The taurocyamine kinase from the blood fluke Schistosoma mansoni (SmTK) belongs to the phosphagen kinase (PK) family and catalyzes the reversible Mg2+-dependent transfer of a phosphoryl group between ATP and taurocyamine. SmTK is derived from gene duplication, as are all known trematode TKs. Our crystallographic study of SmTK reveals the first atomic structure of both a TK and a PK with a bilobal structure. The two unliganded lobes present a canonical open conformation and interact via their respective C- and N-terminal domains at a helix-mediated interface. This spatial arrangement differs from that observed in true dimeric PKs, in which both N-terminal domains make contact.
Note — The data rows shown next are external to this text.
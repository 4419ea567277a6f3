use std::sync::atomic::{AtomicBool, Ordering};
use std::sync::Arc;

use tokio::sync::broadcast;
use tracing::{debug, info};

/// 优雅关闭管理器
///
/// 各组件通过 `subscribe` 获得关闭信号，`shutdown` 只会生效一次。
#[derive(Clone)]
pub struct ShutdownManager {
    shutdown_tx: broadcast::Sender<()>,
    is_shutdown: Arc<AtomicBool>,
}

impl ShutdownManager {
    pub fn new() -> Self {
        let (shutdown_tx, _) = broadcast::channel(16);
        Self {
            shutdown_tx,
            is_shutdown: Arc::new(AtomicBool::new(false)),
        }
    }

    /// 订阅关闭信号。已经关闭时返回的接收器会立即收到信号
    pub fn subscribe(&self) -> broadcast::Receiver<()> {
        if self.is_shutdown() {
            let (tx, rx) = broadcast::channel(1);
            let _ = tx.send(());
            return rx;
        }
        self.shutdown_tx.subscribe()
    }

    /// 触发关闭
    pub fn shutdown(&self) {
        if self.is_shutdown.swap(true, Ordering::SeqCst) {
            debug!("关闭管理器已经触发过关闭");
            return;
        }

        debug!("发送关闭信号给 {} 个订阅者", self.shutdown_tx.receiver_count());
        let _ = self.shutdown_tx.send(());
        info!("关闭信号已发送");
    }

    pub fn is_shutdown(&self) -> bool {
        self.is_shutdown.load(Ordering::SeqCst)
    }
}

impl Default for ShutdownManager {
    fn default() -> Self {
        Self::new()
    }
}
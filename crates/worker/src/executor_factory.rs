use router_config::models::WorkerConfig;
use router_core::{WorkerEventSender, WorkerFactory, WorkerHandle};
use tracing::debug;

use crate::service::SimulatedWorker;

/// 按统一配置创建模拟Worker
#[derive(Debug, Clone, Default)]
pub struct SimulatedWorkerFactory {
    config: WorkerConfig,
}

impl SimulatedWorkerFactory {
    pub fn new(config: WorkerConfig) -> Self {
        Self { config }
    }

    pub fn config(&self) -> &WorkerConfig {
        &self.config
    }
}

impl WorkerFactory for SimulatedWorkerFactory {
    fn spawn_worker(&self, worker_id: &str, events: WorkerEventSender) -> WorkerHandle {
        debug!(
            worker_id = worker_id,
            min_latency_ms = self.config.min_latency_ms,
            max_latency_ms = self.config.max_latency_ms,
            failure_rate = self.config.failure_rate,
            "创建模拟Worker"
        );
        SimulatedWorker::new(worker_id, &self.config, events).spawn()
    }
}
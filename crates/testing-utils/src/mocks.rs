//! Scripted worker implementations for dispatcher tests
//!
//! Workers spawned by [`ScriptedWorkerFactory`] follow a per-worker [`WorkerScript`]
//! and record every command they receive so tests can assert on routing decisions.

use std::collections::HashMap;
use std::sync::{Arc, Mutex};
use std::time::Duration;

use router_core::{
    TaskResult, WorkItem, WorkerCommand, WorkerEvent, WorkerEventSender, WorkerFactory,
    WorkerHandle, WorkerMetricsSnapshot,
};
use tokio::sync::mpsc;
use tokio::task::JoinSet;

/// How a scripted worker answers a dispatched work item
#[derive(Debug, Clone, Copy, PartialEq, Eq)]
pub enum WorkerBehavior {
    /// Reply with a successful result after the latency
    Succeed,
    /// Reply with a failed result after the latency
    Fail,
    /// Never reply
    Silent,
    /// Reply successfully twice for the same task
    Duplicate,
}

/// Per-worker script
#[derive(Debug, Clone)]
pub struct WorkerScript {
    pub behavior: WorkerBehavior,
    pub latency: Duration,
    /// Reported as `processing_time_ms` in results
    pub processing_time_ms: u64,
    /// Reported as `current_load` in metrics snapshots
    pub load: u32,
    /// Delay before answering a metrics request, `None` answers immediately
    pub metrics_delay: Option<Duration>,
}

impl WorkerScript {
    pub fn succeed() -> Self {
        Self {
            behavior: WorkerBehavior::Succeed,
            latency: Duration::ZERO,
            processing_time_ms: 10,
            load: 0,
            metrics_delay: None,
        }
    }

    pub fn fail() -> Self {
        Self {
            behavior: WorkerBehavior::Fail,
            ..Self::succeed()
        }
    }

    pub fn silent() -> Self {
        Self {
            behavior: WorkerBehavior::Silent,
            ..Self::succeed()
        }
    }

    pub fn duplicate() -> Self {
        Self {
            behavior: WorkerBehavior::Duplicate,
            ..Self::succeed()
        }
    }

    pub fn with_latency(mut self, latency: Duration) -> Self {
        self.latency = latency;
        self
    }

    pub fn with_processing_time(mut self, processing_time_ms: u64) -> Self {
        self.processing_time_ms = processing_time_ms;
        self
    }

    pub fn with_load(mut self, load: u32) -> Self {
        self.load = load;
        self
    }

    pub fn with_metrics_delay(mut self, delay: Duration) -> Self {
        self.metrics_delay = Some(delay);
        self
    }
}

impl Default for WorkerScript {
    fn default() -> Self {
        Self::succeed()
    }
}

#[derive(Debug, Default)]
struct Recorder {
    spawned: Vec<String>,
    stopped: Vec<String>,
    dispatched: Vec<(String, String)>,
}

/// Worker factory producing scripted in-process workers
///
/// Scripts are looked up by worker id at spawn time and fall back to the default script.
#[derive(Clone)]
pub struct ScriptedWorkerFactory {
    default_script: WorkerScript,
    scripts: Arc<Mutex<HashMap<String, WorkerScript>>>,
    recorder: Arc<Mutex<Recorder>>,
}

impl ScriptedWorkerFactory {
    pub fn new(default_script: WorkerScript) -> Self {
        Self {
            default_script,
            scripts: Arc::new(Mutex::new(HashMap::new())),
            recorder: Arc::new(Mutex::new(Recorder::default())),
        }
    }

    /// All workers succeed immediately
    pub fn succeeding() -> Self {
        Self::new(WorkerScript::succeed())
    }

    /// Script the worker that will be spawned with `worker_id`
    pub fn with_script(self, worker_id: &str, script: WorkerScript) -> Self {
        self.scripts
            .lock()
            .unwrap()
            .insert(worker_id.to_string(), script);
        self
    }

    pub fn spawned_workers(&self) -> Vec<String> {
        self.recorder.lock().unwrap().spawned.clone()
    }

    pub fn stopped_workers(&self) -> Vec<String> {
        self.recorder.lock().unwrap().stopped.clone()
    }

    /// `(worker_id, task_id)` pairs in dispatch order
    pub fn dispatched(&self) -> Vec<(String, String)> {
        self.recorder.lock().unwrap().dispatched.clone()
    }

    /// Worker ids in dispatch order
    pub fn dispatch_targets(&self) -> Vec<String> {
        self.dispatched()
            .into_iter()
            .map(|(worker_id, _)| worker_id)
            .collect()
    }

    fn script_for(&self, worker_id: &str) -> WorkerScript {
        self.scripts
            .lock()
            .unwrap()
            .get(worker_id)
            .cloned()
            .unwrap_or_else(|| self.default_script.clone())
    }
}

impl WorkerFactory for ScriptedWorkerFactory {
    fn spawn_worker(&self, worker_id: &str, events: WorkerEventSender) -> WorkerHandle {
        let (tx, rx) = mpsc::unbounded_channel();
        let script = self.script_for(worker_id);
        self.recorder
            .lock()
            .unwrap()
            .spawned
            .push(worker_id.to_string());

        tokio::spawn(run_scripted_worker(
            worker_id.to_string(),
            script,
            rx,
            events,
            self.recorder.clone(),
        ));

        WorkerHandle::new(worker_id, tx)
    }
}

async fn run_scripted_worker(
    worker_id: String,
    script: WorkerScript,
    mut commands: mpsc::UnboundedReceiver<WorkerCommand>,
    events: WorkerEventSender,
    recorder: Arc<Mutex<Recorder>>,
) {
    let mut tasks_processed = 0u64;
    // Delayed replies live here so that `Stop` ends every pending emission
    let mut in_flight = JoinSet::new();

    loop {
        tokio::select! {
            command = commands.recv() => match command {
                Some(WorkerCommand::Dispatch(item)) => {
                    recorder
                        .lock()
                        .unwrap()
                        .dispatched
                        .push((worker_id.clone(), item.task_id.clone()));
                    tasks_processed += 1;
                    answer(&worker_id, &script, item, &events, &mut in_flight);
                }
                Some(WorkerCommand::RequestMetrics(reply)) => {
                    let snapshot = WorkerMetricsSnapshot {
                        worker_id: worker_id.clone(),
                        tasks_processed,
                        current_load: script.load,
                        avg_processing_time_ms: script.processing_time_ms as f64,
                        is_available: true,
                    };
                    match script.metrics_delay {
                        Some(delay) => {
                            in_flight.spawn(async move {
                                tokio::time::sleep(delay).await;
                                let _ = reply.send(snapshot);
                            });
                        }
                        None => {
                            let _ = reply.send(snapshot);
                        }
                    }
                }
                Some(WorkerCommand::Stop) => {
                    recorder.lock().unwrap().stopped.push(worker_id.clone());
                    break;
                }
                None => break,
            },
            Some(_) = in_flight.join_next(), if !in_flight.is_empty() => {}
        }
    }

    in_flight.shutdown().await;
}

fn answer(
    worker_id: &str,
    script: &WorkerScript,
    item: WorkItem,
    events: &WorkerEventSender,
    in_flight: &mut JoinSet<()>,
) {
    let result = match script.behavior {
        WorkerBehavior::Silent => return,
        WorkerBehavior::Fail => TaskResult {
            processing_time_ms: script.processing_time_ms,
            ..TaskResult::failure(item.task_id.as_str(), format!("{worker_id} failed"))
        },
        WorkerBehavior::Succeed | WorkerBehavior::Duplicate => TaskResult::success(
            item.task_id.as_str(),
            format!("{worker_id} done"),
            script.processing_time_ms,
        ),
    };
    let repeats = if script.behavior == WorkerBehavior::Duplicate {
        2
    } else {
        1
    };

    let event = WorkerEvent::Completed {
        task_id: item.task_id,
        worker_id: worker_id.to_string(),
        result,
    };
    let send_all = {
        let events = events.clone();
        move |event: WorkerEvent| {
            for _ in 0..repeats {
                let _ = events.send(event.clone());
            }
        }
    };

    if script.latency.is_zero() {
        send_all(event);
    } else {
        let latency = script.latency;
        in_flight.spawn(async move {
            tokio::time::sleep(latency).await;
            send_all(event);
        });
    }
}
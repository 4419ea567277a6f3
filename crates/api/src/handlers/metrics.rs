use axum::{extract::State, response::IntoResponse};

use crate::{error::ApiResult, response::success, routes::AppState};

pub async fn get_metrics(State(state): State<AppState>) -> ApiResult<impl IntoResponse> {
    Ok(success(state.router.get_metrics().await?))
}
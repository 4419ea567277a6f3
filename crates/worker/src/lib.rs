//! 模拟Worker
//!
//! 满足分发器的Worker协议：接收工作项，经过随机延迟后按失败率产生恰好一个结果，
//! 应答指标请求，收到停止信号后中止在途任务且不再产生任何事件。

pub mod executor_factory;
pub mod service;
pub mod task_execution;

pub use executor_factory::SimulatedWorkerFactory;
pub use service::SimulatedWorker;
pub use task_execution::{SimulationProfile, WorkerStats};
use axum::{extract::Request, http::Method, middleware::Next, response::Response};
use tower_http::{
    classify::{ServerErrorsAsFailures, SharedClassifier},
    cors::{Any, CorsLayer},
    trace::TraceLayer,
};
use tracing::info;

pub async fn request_logging(request: Request, next: Next) -> Response {
    let method = request.method().clone();
    let uri = request.uri().clone();
    let start = std::time::Instant::now();

    info!("开始处理请求: {} {}", method, uri);

    let response = next.run(request).await;

    info!(
        "完成请求处理: {} {} - 状态: {} - 耗时: {:?}",
        method,
        uri,
        response.status(),
        start.elapsed()
    );

    response
}

pub fn cors_layer() -> CorsLayer {
    CorsLayer::new()
        .allow_origin(Any)
        .allow_methods([Method::GET, Method::POST, Method::PUT])
        .allow_headers(Any)
}

pub fn trace_layer() -> TraceLayer<SharedClassifier<ServerErrorsAsFailures>> {
    TraceLayer::new_for_http()
}
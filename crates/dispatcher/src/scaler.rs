use std::sync::Arc;

use router_config::models::MAX_POOL_SIZE;
use router_core::{ScaleResult, WorkerEventSender, WorkerFactory};
use tracing::info;

use crate::registry::WorkerRegistry;

/// 扩缩容后的最小池大小
pub const MIN_POOL_SIZE: usize = 1;

/// Worker池扩缩容
///
/// 通过工厂创建Worker并交给注册表；缩容时从尾部移除并发送停止信号。
pub struct PoolScaler {
    factory: Arc<dyn WorkerFactory>,
    events: WorkerEventSender,
    next_worker_seq: u64,
}

impl PoolScaler {
    pub fn new(factory: Arc<dyn WorkerFactory>, events: WorkerEventSender) -> Self {
        Self {
            factory,
            events,
            next_worker_seq: 1,
        }
    }

    /// 创建一个Worker追加到池尾，返回其ID
    pub fn add_worker(&mut self, registry: &mut WorkerRegistry) -> String {
        let worker_id = format!("worker-{}", self.next_worker_seq);
        self.next_worker_seq += 1;
        let handle = self.factory.spawn_worker(&worker_id, self.events.clone());
        registry.push(handle);
        worker_id
    }

    /// 移除池尾Worker并发送停止信号
    pub fn remove_worker(&mut self, registry: &mut WorkerRegistry) -> Option<String> {
        let handle = registry.pop()?;
        handle.stop();
        Some(handle.id().to_string())
    }

    /// 按增量调整池大小，目标值截断到 `[1, 100]`，从不失败
    pub fn scale(&mut self, registry: &mut WorkerRegistry, delta: i64) -> ScaleResult {
        let current = registry.len();
        let target = clamp_target(current, delta);

        if target > current {
            for _ in current..target {
                self.add_worker(registry);
            }
        } else {
            for _ in target..current {
                self.remove_worker(registry);
            }
        }

        let message = if target == current {
            format!("Worker pool unchanged at {current} workers")
        } else {
            format!("Scaled worker pool from {current} to {target} workers")
        };
        info!(requested_delta = delta, current, target, "{}", message);

        ScaleResult {
            success: true,
            new_size: registry.len(),
            message,
        }
    }
}

/// `clamp(current + delta, 1, 100)`
pub fn clamp_target(current: usize, delta: i64) -> usize {
    let requested = (current as i64).saturating_add(delta);
    requested.clamp(MIN_POOL_SIZE as i64, MAX_POOL_SIZE as i64) as usize
}
//! Test data builders for creating tasks with sensible defaults

use router_core::{Task, TaskPriority};
use serde_json::{json, Value};

/// Builder for creating test Task values
pub struct TaskBuilder {
    task: Task,
}

impl TaskBuilder {
    pub fn new() -> Self {
        Self {
            task: Task {
                id: "test-task".to_string(),
                payload: json!({}),
                priority: TaskPriority::Normal,
            },
        }
    }

    pub fn with_id(mut self, id: &str) -> Self {
        self.task.id = id.to_string();
        self
    }

    pub fn with_payload(mut self, payload: Value) -> Self {
        self.task.payload = payload;
        self
    }

    pub fn with_priority(mut self, priority: TaskPriority) -> Self {
        self.task.priority = priority;
        self
    }

    pub fn urgent(self) -> Self {
        self.with_priority(TaskPriority::High)
    }

    pub fn build(self) -> Task {
        self.task
    }
}

impl Default for TaskBuilder {
    fn default() -> Self {
        Self::new()
    }
}

/// Create `count` normal-priority tasks with ids `{prefix}-0 .. {prefix}-{count-1}`
pub fn task_batch(prefix: &str, count: usize) -> Vec<Task> {
    (0..count)
        .map(|i| {
            TaskBuilder::new()
                .with_id(&format!("{prefix}-{i}"))
                .with_payload(json!({ "seq": i }))
                .build()
        })
        .collect()
}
Our structures of SmTK complexed with taurocyamine or L-arginine compounds explain the mechanism by which an arginine residue of the phosphagen-specificity loop is crucial for substrate specificity. An SmTK crystal was soaked with the dead-end transition-state analog (TSA) components taurocyamine-NO32--MgADP. One SmTK monomer was observed with two bound TSAs and an asymmetric conformation, with the first lobe semi-closed and the second closed. However, isothermal titration calorimetry and enzyme kinetics experiments showed that the two lobes function independently. A small-angle X-ray scattering model of SmTK-TSA in solution with two closed active sites was generated.